Богатство указывало на князя или короля. Я спросил себя, заложил ли основу коллекции Помбал или еще Филипп II? На это подозрение меня навела самая большая неожиданность, которая нам предстояла: «Искушение святого Антония», триптих Иеронима Босха, один из его самых знаменитых сценариев. Мы имели возможность спокойно и без помех его рассмотреть; в зале почти не было посетителей.
Этому, вероятно, не было бы конца, если б я поддался соблазну рассмотреть картину в деталях. И все же я не мог не спросить себя снова, отчего меня не удовлетворяют местами крайне остроумные интерпретации. Верны ли они или не верны — они не ухватывают сути. Босх первично не зависел от узнанного и его кодирования. Его знание глубже; оно прорывается как древний поток из предузнанного, подобно застывшей магме. Чтобы найти сравнения, нужно вспомнить об изобилии, с которым из мифа вытекают и рационально переплетаются образы, или о неисчерпаемом наплыве картин «Тысячи и одной ночи».
Босх не имеет тематики в том смысле, который удовлетворил бы ученого. Взаимосвязь у Босха располагается ближе к бытию; он не следует какой-нибудь теме, а порождает темы. Ничего не придумано, все рассказывает и сочиняет художник; ум двигается так, как дышит и танцует тело. Потому-то великие картины и необъяснимы, и именно поэтому они снова и снова требуют толкования. Это отличает творение от простого опуса, от всего лишь, пусть даже и весьма искусно, сделанного.
То, что поднимается из глубины непреднамеренно, и должно во всей его полноте постигаться только в непреднамеренном рассмотрении, не в анализирующей последовательности, а в его гениальной одновременности.

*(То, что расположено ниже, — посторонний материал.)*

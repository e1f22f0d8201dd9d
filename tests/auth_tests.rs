// SPDX-License-Identifier: MIT

//! Integration tests for session issuance and logout.

use axum::{
    body::Body,
    http::{header, Request, StatusCode},
};
use tower::ServiceExt;

mod common;

#[tokio::test]
async fn logout_expires_session_cookie_and_redirects_home() {
    let ctx = common::create_test_app().await;

    let response = ctx
        .app
        .oneshot(
            Request::builder()
                .uri("/auth/logout")
                .body(Body::empty())
                .unwrap(),
        )
        .await
        .unwrap();

    assert_eq!(response.status(), StatusCode::FOUND);
    assert_eq!(common::location_of(&response), "/");

    let set_cookie = response
        .headers()
        .get(header::SET_COOKIE)
        .expect("missing Set-Cookie")
        .to_str()
        .unwrap();
    assert!(set_cookie.starts_with("jwt="));
    assert!(set_cookie.contains("Max-Age=1"));
    assert!(set_cookie.contains("HttpOnly"));
}

#[tokio::test]
async fn malformed_credential_is_unauthorized() {
    let ctx = common::create_test_app().await;

    let response = ctx
        .app
        .oneshot(
            Request::builder()
                .method("POST")
                .uri("/auth/success")
                .header(
                    header::CONTENT_TYPE,
                    "application/x-www-form-urlencoded",
                )
                .body(Body::from("credential=not-a-jwt"))
                .unwrap(),
        )
        .await
        .unwrap();

    assert_eq!(response.status(), StatusCode::UNAUTHORIZED);
}

#[tokio::test]
async fn health_endpoint_reports_ok() {
    let ctx = common::create_test_app().await;

    let response = ctx
        .app
        .oneshot(
            Request::builder()
                .uri("/health")
                .body(Body::empty())
                .unwrap(),
        )
        .await
        .unwrap();

    assert_eq!(response.status(), StatusCode::OK);
}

Тут — укажу одну деталь — на цитре играет скелет; это — аккорд символов, который не нужно искать и изобретать. Струны и ребра; звук и сердце.

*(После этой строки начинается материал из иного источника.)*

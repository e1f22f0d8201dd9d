// SPDX-License-Identifier: MIT

//! Course platform API: subscription-gated course access.
//!
//! This crate provides the backend for Google sign-in, cookie-based JWT
//! sessions, and the Mollie-backed subscription lifecycle (first payment,
//! webhook activation, cancellation).

pub mod config;
pub mod db;
pub mod error;
pub mod middleware;
pub mod models;
pub mod routes;
pub mod services;

use config::Config;
use db::UserStore;
use services::{GoogleIdVerifier, MollieClient, PaymentOrchestrator};
use std::sync::Arc;

/// Shared application state.
pub struct AppState {
    pub config: Config,
    pub store: Arc<dyn UserStore>,
    pub mollie: MollieClient,
    pub google_verifier: Arc<GoogleIdVerifier>,
    pub payments: PaymentOrchestrator,
}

Кроме того, эти картины богаты подробностями, которые могут сегодня истолковываться таким образом, какой в 1500 году был еще невозможен и о каком никто не задумывался. То, чего Босх все-таки не знал, он не мог ни затемнить, ни спроектировать. Сюда относятся удивительные переклички с нашим техническим миром — даже, возможно, с агрегатами, которые еще и сегодня можно рассматривать как утопические. Чего стоит один воздушный бой в правом верхнем углу на центральной створке! Полая, похожая на цаплю птица не могла бы приводиться в действие паровым двигателем. Она сражается с галерой, полной вооруженных существ, которые гребут в лишенном гравитации пространстве. Воздушные, водяные и огненные существа, звери, люди, демоны и машины передвигаются в одной и той же стихии настолько легко и убедительно, что в наблюдателе даже не возникает противоречия. Тайное знание, мистерия без сомнения — но, вероятно, настолько подспудное, что сам художник пугается своей картины. Нет более актуального произведения.

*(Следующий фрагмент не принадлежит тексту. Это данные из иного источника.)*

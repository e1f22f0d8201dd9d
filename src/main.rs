// SPDX-License-Identifier: MIT

//! Course Platform API Server
//!
//! Serves the subscription core of the course platform: Google sign-in,
//! cookie sessions, and Mollie payment/subscription handling.

use course_api::{
    config::Config,
    db::{FirestoreStore, UserStore},
    services::{GoogleIdVerifier, MollieClient, PaymentOrchestrator},
    AppState,
};
use std::sync::Arc;
use tracing_subscriber::{layer::SubscriberExt, util::SubscriberInitExt};

#[tokio::main]
async fn main() -> Result<(), Box<dyn std::error::Error>> {
    // Initialize structured JSON logging
    init_logging();

    // Load configuration from environment
    let config = Config::from_env().expect("Failed to load configuration");
    tracing::info!(port = config.port, env = ?config.env, "Starting course API");

    // Initialize Firestore-backed store
    let store: Arc<dyn UserStore> = Arc::new(
        FirestoreStore::new(&config.gcp_project_id)
            .await
            .expect("Failed to connect to Firestore"),
    );

    // Initialize Google sign-in verifier
    let google_verifier =
        Arc::new(GoogleIdVerifier::new(&config).expect("Failed to initialize identity verifier"));

    // Initialize Mollie client and payment orchestrator
    let mollie = MollieClient::new(config.mollie_api_url.clone(), config.mollie_api_key.clone());
    let payments = PaymentOrchestrator::new(store.clone(), mollie.clone(), &config);

    // Build shared state
    let state = Arc::new(AppState {
        config: config.clone(),
        store,
        mollie,
        google_verifier,
        payments,
    });

    // Build router
    let app = course_api::routes::create_router(state);

    // Start server
    let addr = format!("0.0.0.0:{}", config.port);
    let listener = tokio::net::TcpListener::bind(&addr).await?;
    tracing::info!(address = %addr, "Server listening");

    axum::serve(listener, app).await?;
    Ok(())
}

/// Initialize structured JSON logging.
fn init_logging() {
    let format = tracing_subscriber::fmt::layer()
        .json()
        .with_target(false)
        .with_current_span(true)
        .flatten_event(true);

    tracing_subscriber::registry()
        .with(
            tracing_subscriber::EnvFilter::from_default_env()
                .add_directive("course_api=debug".parse().unwrap())
                .add_directive("info".parse().unwrap()),
        )
        .with(format)
        .init();
}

Я с трудом оторвался. При прохождении боковых кабинетов, которые были наполнены китайщиной, серебром, стеклом, фарфором и старинной мебелью, получилась, конечно, еще одна неожиданная задержка. В одном из залов, рядом с выходом, собрание испано-мавританской керамики: большие тарелки и блюда, почти без изображений, но богато орнаментированные. Лишь однажды, в Женеве, я стоял перед аналогичной, пусть даже и не такой обширной коллекцией. С тех пор я, из-за их цвета, отношу эти экземпляры к самым изысканным творениям гончарного искусства. Способствовали ли столетия этому тончайшему вызреванию цвета под глазурью? Я полагаю, что это касается преимущественно бледных основных цветов, которые иногда сгущаются в сочную коричневость, а не синих знаков, что вставлены в них. Кажется, будто цвет постарел и стал очень хрупким, как оттенок крыш покинутых городов, потускневших в пустыне. Но игра розовых и фиолетовых огней, которая веет над всем этим, — это эманации на границе зримого. Трансцендирующее золото, угасающее солнце как привет погибших культур посвященным.